▸ **What is being asked**:
Here the answer should be the line with "has been removed." and all the lines after it through the end of the listing, each repeated exactly, and no other text.
BEGIN Record excerpts
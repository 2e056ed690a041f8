//! Error types for the cipher layer.

use thiserror::Error;

/// SQLite primary result codes the engine classifies.
pub mod codes {
    /// `SQLITE_CORRUPT`
    pub const CORRUPT: i32 = 11;
    /// `SQLITE_CANTOPEN`
    pub const CANTOPEN: i32 = 14;
    /// `SQLITE_NOTADB`: unreadable header, which is also what a wrong key looks like.
    pub const NOTADB: i32 = 26;
}

/// Errors raised by an [`EncryptedStoreEngine`](crate::EncryptedStoreEngine).
#[derive(Debug, Error)]
pub enum EngineError {
    /// The file is not a database under the given key.
    #[error("file is not a database or the key is wrong")]
    NotADatabase,

    /// The database opened but its pages are damaged.
    #[error("database is corrupted: {0}")]
    Corrupted(String),

    /// The database file could not be opened.
    #[error("unable to open database: {0}")]
    CantOpen(String),

    /// Any other SQLite failure.
    #[error("sqlite error (code {code:?}): {message}")]
    Sqlite {
        /// Primary result code, when SQLite reported one.
        code: Option<i32>,
        /// Error message.
        message: String,
    },

    /// Filesystem error.
    #[error("io error: {0}")]
    Io(String),
}

/// Primary SQLite result code carried by `err`, if any.
pub fn sqlite_code(err: &sqlx::Error) -> Option<i32> {
    match err {
        sqlx::Error::Database(db) => db
            .code()
            .and_then(|code| code.parse::<i32>().ok())
            .map(|code| code & 0xff),
        _ => None,
    }
}

impl From<sqlx::Error> for EngineError {
    fn from(e: sqlx::Error) -> Self {
        match sqlite_code(&e) {
            Some(codes::NOTADB) => EngineError::NotADatabase,
            Some(codes::CORRUPT) => EngineError::Corrupted(e.to_string()),
            Some(codes::CANTOPEN) => EngineError::CantOpen(e.to_string()),
            code => match e {
                sqlx::Error::Io(io) => EngineError::Io(io.to_string()),
                other => EngineError::Sqlite {
                    code,
                    message: other.to_string(),
                },
            },
        }
    }
}

impl From<std::io::Error> for EngineError {
    fn from(e: std::io::Error) -> Self {
        EngineError::Io(e.to_string())
    }
}

/// Outcome of an access check that did not succeed.
#[derive(Debug, Error)]
pub enum AccessError {
    /// The key does not open the database.
    #[error("wrong database key")]
    WrongKey,

    /// No database file exists at the path.
    #[error("database not found")]
    NotFound,

    /// The database opened but failed its integrity check.
    #[error("database corrupted: {0}")]
    Corrupted(String),

    /// Any other storage failure. Not retried.
    #[error("storage error: {0}")]
    Storage(String),
}

impl From<EngineError> for AccessError {
    fn from(e: EngineError) -> Self {
        match e {
            EngineError::NotADatabase => AccessError::WrongKey,
            EngineError::Corrupted(msg) => AccessError::Corrupted(msg),
            EngineError::CantOpen(_) => AccessError::NotFound,
            other => AccessError::Storage(other.to_string()),
        }
    }
}

/// Errors raised while converting a database file.
#[derive(Debug, Error)]
pub enum ConversionError {
    /// Source and destination keys are identical; nothing to convert.
    #[error("source and destination keys are identical")]
    SameKey,

    /// The source database does not exist.
    #[error("source database not found: {0}")]
    SourceNotFound(String),

    /// Export failed; the destination has been removed.
    #[error("conversion failed: {0}")]
    Failed(#[from] EngineError),

    /// Filesystem error while preparing or cleaning the destination.
    #[error("io error: {0}")]
    Io(String),
}

impl From<std::io::Error> for ConversionError {
    fn from(e: std::io::Error) -> Self {
        ConversionError::Io(e.to_string())
    }
}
END Record excerpts
▸ **Task output**:
    /// Export failed; the destination has been removed.
    #[error("conversion failed: {0}")]
    Failed(#[from] EngineError),

    /// Filesystem error while preparing or cleaning the destination.
    #[error("io error: {0}")]
    Io(String),
}

impl From<std::io::Error> for ConversionError {
    fn from(e: std::io::Error) -> Self {
        ConversionError::Io(e.to_string())
    }
}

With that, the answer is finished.